За стеклом

Мерль Робер

Роман Робера Мерля «За стеклом» (1970) — не роман в традиционном смысле слова. Это скорее беллетризованное описание студенческих волнений, действительно происшедших 22 марта 1968 года на гуманитарном факультете Парижского университета, размещенном в Нантере — городе-спутнике французской столицы. В книге действуют и вполне реальные люди, имена которых еще недавно не сходили с газетных полос, и персонажи вымышленные, однако же не менее достоверные как социальные типы.

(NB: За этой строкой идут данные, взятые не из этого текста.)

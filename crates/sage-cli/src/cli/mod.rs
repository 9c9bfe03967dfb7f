//! CLI entry and dispatch.

use std::path::PathBuf;

use anyhow::{Context, Result};
use clap::Parser;
use sage_core::{config, logging};

mod commands;

#[derive(Parser)]
#[command(name = "sage")]
#[command(version)]
#[command(about = "Terminal client for the Sage health assistant")]
struct Cli {
    #[command(subcommand)]
    command: Option<Commands>,

    /// Backend URL (overrides config and SAGE_BASE_URL)
    #[arg(long, global = true, value_name = "URL")]
    base_url: Option<String>,
}

#[derive(clap::Subcommand)]
enum Commands {
    /// Manage chat sessions on the backend
    Sessions {
        #[command(subcommand)]
        command: SessionCommands,
    },
    /// Sends one message and prints the reply
    Ask {
        /// The message to send
        #[arg(value_name = "MESSAGE")]
        message: String,
    },
    /// Uploads an image or PDF for analysis
    Upload {
        /// Path of the file to upload
        #[arg(value_name = "FILE")]
        file: PathBuf,
        /// Caption sent with the file
        #[arg(short, long)]
        message: Option<String>,
    },
    /// Checks that the backend is reachable
    Health,
    /// Manage configuration
    Config {
        #[command(subcommand)]
        command: ConfigCommands,
    },
}

#[derive(clap::Subcommand)]
enum SessionCommands {
    /// Lists sessions, newest first
    List,
    /// Prints the messages of a session
    Show {
        #[arg(value_name = "SESSION_ID")]
        id: i64,
    },
    /// Deletes a session
    Delete {
        #[arg(value_name = "SESSION_ID")]
        id: i64,
        /// Skip the confirmation prompt
        #[arg(short, long)]
        yes: bool,
    },
}

#[derive(clap::Subcommand)]
enum ConfigCommands {
    /// Show the path to the config file
    Path,
    /// Initialize a default config file (if not present)
    Init,
}

pub fn run() -> Result<()> {
    let cli = Cli::parse();

    // one tokio runtime for everything
    let rt = tokio::runtime::Runtime::new().context("create tokio runtime")?;
    rt.block_on(async move { dispatch(cli).await })
}

async fn dispatch(cli: Cli) -> Result<()> {
    let Cli { command, base_url } = cli;

    // Config commands never load the config file
    if let Some(Commands::Config { command }) = &command {
        return match command {
            ConfigCommands::Path => {
                commands::config::path();
                Ok(())
            }
            ConfigCommands::Init => commands::config::init(),
        };
    }

    let mut config = config::Config::load().context("load config")?;
    if let Some(url) = base_url {
        config.base_url = url;
    }
    let _log_guard = logging::init(&config.logging).context("init logging")?;

    // default to chat mode
    let Some(command) = command else {
        return sage_tui::run_interactive_chat(&config).context("interactive chat failed");
    };

    let client = commands::client(&config)?;
    match command {
        Commands::Sessions { command } => match command {
            SessionCommands::List => commands::sessions::list(&client).await,
            SessionCommands::Show { id } => commands::sessions::show(&client, &config, id).await,
            SessionCommands::Delete { id, yes } => {
                commands::sessions::delete(&client, id, yes).await
            }
        },
        Commands::Ask { message } => commands::ask::run(&client, &config, &message).await,
        Commands::Upload { file, message } => {
            commands::upload::run(&client, &config, &file, message.as_deref().unwrap_or("")).await
        }
        Commands::Health => commands::health::run(&client).await,
        Commands::Config { .. } => Ok(()),
    }
}
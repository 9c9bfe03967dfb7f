//! Theme and sidebar toggles.

mod palette;

pub use palette::Palette;
use sage_core::prefs::Theme;

use crate::effects::UiEffect;

/// Window chrome: visual theme and sidebar visibility.
#[derive(Debug, Default)]
pub struct ChromeState {
    pub theme: Theme,
    pub sidebar_open: bool,
}

impl ChromeState {
    pub fn new(theme: Theme) -> Self {
        Self {
            theme,
            sidebar_open: false,
        }
    }

    pub fn palette(&self) -> Palette {
        Palette::for_theme(self.theme)
    }
}

/// Flips the theme and asks the runtime to persist it.
pub fn toggle_theme(chrome: &mut ChromeState) -> Vec<UiEffect> {
    chrome.theme = chrome.theme.toggled();
    vec![UiEffect::PersistTheme {
        theme: chrome.theme,
    }]
}

/// Flips sidebar visibility. Not persisted.
pub fn toggle_sidebar(chrome: &mut ChromeState) {
    chrome.sidebar_open = !chrome.sidebar_open;
}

Перевод с французского Ленины Зониной.

Предисловие

Как разбивается стекло и почему был написан этот роман

Один французский критик назвал Робера Мерля «романистом идей». Действительно, в его романах идеи выступают как равноправные наряду с людьми, герои жизни и искусства, как двигатели человеческих поступков. В наш сугубо интеллектуальный век это делает Мерля художником глубоко современным. Современность эта не внешняя. Ей чужда погоня за преходящей модой новейших литературных приемов. Каждый, кто знаком с творчеством Мерля — а в нашей стране издано шесть его книг, — мог убедиться, что они написаны крупным мастером, верным традициям французского реализма. Мерль почти всегда выдерживает тон подчеркнутой бесстрастности повествования. Впрочем, бесстрастность оказывается внешней, она не скрывает, а лишь оттеняет демократичность убеждений автора. Он привлекает острым восприятием жгучих проблем, волнующих нас сегодня, непримиримостью к любым формам социального гнета и подавления личности. Роман, который вы взяли в руки, подтвердит эти ощущения.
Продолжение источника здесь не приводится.